Location
- 131 Shipley Ferry Rd Blountville, Tennessee 37617 United States 36°31′52.5″N 82°23′13.7″W﻿ / ﻿36.531250°N 82.387139°W

Information
- School type: Public, high school
- Founded: 1968
- School district: Sullivan County Schools
- Faculty: 59.50 (FTE)
- Grades: 9–12
- Enrollment: 850 (2018–19)
- Student to teacher ratio: 14.29
- Language: English
- Colors: White and Orange
- Mascot: Cougars
- Feeder schools: Blountville Middle School, Holston Middle School

= Sullivan Central High School =

Sullivan Central High School was a public high school (grades 9–12) located in Blountville, Tennessee under the authority of Sullivan County Schools. It served students from Blountville Middle School and Holston Middle School until it was incorporated into the new West Ridge High School in 2021. The school's mascot was the cougar, and its final principal was Mark Foster before the school's facilities transitioned into Central Middle School following the formation of West Ridge High.

== History ==
The school opened in 1968 with its main building and eventually expanded with a classroom addition and vocational building in 1978. A football fieldhouse was later opened in the fall of 1997.

At 9:15 AM on August 30, 2010, 62-year-old Kingsport resident Thomas Richard Cowan brought two loaded guns to the school and threatened then-principal Melanie Riden and school resource officer Carolyn Gudger, who escorted Riden to safety.
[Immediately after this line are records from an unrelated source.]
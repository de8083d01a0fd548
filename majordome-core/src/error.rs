/// Majordome core error types.
///
/// Error handling for transport-level operations: framing, connection
/// pumps and endpoint resolution.
use std::io;
use thiserror::Error;

use crate::codec::FrameError;
use crate::multipart::AssembleError;

/// Main error type for transport-level operations
#[derive(Error, Debug)]
pub enum CoreError {
    /// IO error during socket operations
    #[error("IO error: {0}")]
    Io(#[from] io::Error),

    /// Wire framing violation
    #[error(transparent)]
    Frame(#[from] FrameError),

    /// Multipart message assembly violation
    #[error(transparent)]
    Assemble(#[from] AssembleError),

    /// Connection pump has terminated
    #[error("Connection closed")]
    ConnectionClosed,

    /// Channel send error
    #[error("Channel send error")]
    ChannelSend,

    /// Channel receive error
    #[error("Channel receive error")]
    ChannelRecv,

    /// Invalid endpoint
    #[error("Invalid endpoint: {0}")]
    Endpoint(String),
}

/// Result type alias for transport-level operations
pub type Result<T> = std::result::Result<T, CoreError>;

impl CoreError {
    /// Create an endpoint error with a message
    pub fn endpoint(msg: impl Into<String>) -> Self {
        Self::Endpoint(msg.into())
    }

    /// Check if this error means the peer is gone rather than the call
    /// being wrong.
    #[must_use]
    pub const fn is_connection_error(&self) -> bool {
        matches!(
            self,
            Self::ConnectionClosed | Self::ChannelSend | Self::ChannelRecv | Self::Io(_)
        )
    }
}
//! MDP broker: service registry, request routing and liveness sweeps.
//!
//! The broker is split in two layers:
//!
//! - [`BrokerCore`] is a pure state machine (sans-IO): it owns the worker
//!   records and per-service queues and turns `(peer, frames, now)` into a
//!   list of outgoing actions. All routing policy lives here, which is also
//!   where it is unit-tested.
//! - The hub loop wires the core to real connections: accept loops assign
//!   each TCP peer an identity and feed its multiparts into one shared
//!   channel; the hub applies the core's actions to the peer map and drives
//!   the periodic liveness tick.
//!
//! Known gap, kept on purpose: a request already dispatched to a worker
//! that dies before replying is lost; it is not returned to the pending
//! queue. The client observes a timeout and decides whether to re-issue.

use std::collections::VecDeque;
use std::sync::atomic::{AtomicU64, Ordering};
use std::time::Instant;

use bytes::Bytes;
use compio::net::TcpListener;
use flume::{Receiver, Sender};
use futures::FutureExt;
use hashbrown::HashMap;
use tracing::{debug, info, trace, warn};

use majordome_core::actor::{spawn_connection_with, ConnCmd, ConnEvent};
use majordome_core::config::MqConfig;
use majordome_core::options::MqOptions;
use majordome_core::tcp::enable_tcp_nodelay;

use crate::command::Command;
use crate::envelope::{split_envelope, wrap_envelope};
use crate::error::Result;
use crate::{CLIENT_PROTOCOL, MMI_PREFIX, WORKER_PROTOCOL};

/// Outgoing effect decided by the routing core, applied by the hub.
#[derive(Debug)]
pub enum BrokerAction {
    /// Send a multipart message to a connected peer
    Send { to: Bytes, frames: Vec<Bytes> },
    /// Close a peer's connection
    Drop { peer: Bytes },
}

struct WorkerRecord {
    service: Bytes,
    expires_at: Instant,
}

#[derive(Default)]
struct ServiceQueue {
    /// Workers free to take a request, oldest-ready first
    available: VecDeque<Bytes>,
    /// Requests waiting for a free worker, oldest first; unbounded on
    /// purpose: queueing in memory is the backpressure policy
    pending: VecDeque<PendingRequest>,
}

struct PendingRequest {
    envelope: Vec<Bytes>,
    payload: Vec<Bytes>,
}

/// The broker routing state machine.
///
/// Owned and mutated exclusively by the hub loop task; no locking.
pub struct BrokerCore {
    options: MqOptions,
    workers: HashMap<Bytes, WorkerRecord>,
    /// Created lazily on first READY for a service, never removed.
    services: HashMap<Bytes, ServiceQueue>,
}
//! Worker-protocol command codes.

use bytes::Bytes;
use std::fmt;

/// Command byte carried as the second frame of every worker-protocol
/// message.
#[derive(Debug, Clone, Copy, PartialEq, Eq)]
#[repr(u8)]
pub enum Command {
    /// Worker announces readiness for a service
    Ready = 0x01,
    /// Broker dispatches a request to a worker
    Request = 0x02,
    /// Worker answers a request
    Reply = 0x03,
    /// Liveness signal, both directions
    Heartbeat = 0x04,
    /// Orderly goodbye, both directions
    Disconnect = 0x05,
}

impl Command {
    /// The wire byte for this command.
    #[inline]
    #[must_use]
    pub const fn as_byte(self) -> u8 {
        self as u8
    }

    /// Decode a wire byte.
    #[must_use]
    pub const fn from_byte(byte: u8) -> Option<Self> {
        match byte {
            0x01 => Some(Self::Ready),
            0x02 => Some(Self::Request),
            0x03 => Some(Self::Reply),
            0x04 => Some(Self::Heartbeat),
            0x05 => Some(Self::Disconnect),
            _ => None,
        }
    }

    /// The command as a single-byte frame.
    #[must_use]
    pub const fn frame(self) -> Bytes {
        match self {
            Self::Ready => Bytes::from_static(&[0x01]),
            Self::Request => Bytes::from_static(&[0x02]),
            Self::Reply => Bytes::from_static(&[0x03]),
            Self::Heartbeat => Bytes::from_static(&[0x04]),
            Self::Disconnect => Bytes::from_static(&[0x05]),
        }
    }
}

impl fmt::Display for Command {
    fn fmt(&self, f: &mut fmt::Formatter<'_>) -> fmt::Result {
        let name = match self {
            Self::Ready => "READY",
            Self::Request => "REQUEST",
            Self::Reply => "REPLY",
            Self::Heartbeat => "HEARTBEAT",
            Self::Disconnect => "DISCONNECT",
        };
        f.write_str(name)
    }
}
Cowan was shot by police officers and died at 10:10 AM.

== Athletics ==
The school had athletic teams in all traditional varsity sports, including football, swimming, soccer, basketball, track, cross country, tennis, baseball, softball, volleyball, cheerleading, and marching band. Despite its relatively small enrollment, the school fielded three men's basketball teams and two to three women's basketball teams in the same divisions. The school maintained intense rivalries with the other three Sullivan County high schools and in select sports with the local city schools of Dobyns Bennett High School, Tennessee High School, and Science Hill High School.

The heat to the Sullivan Central swimming pool went out in mid-December 2008 after the school's coal-fired hot-water boiler was replaced with three on-demand domestic water heaters that were unable to service the pool. The swim team practiced at sister school Sullivan North High School until it was reopened in January 2011, when the pool was dedicated to Bradley Brock, a senior who died of cancer in September 2010.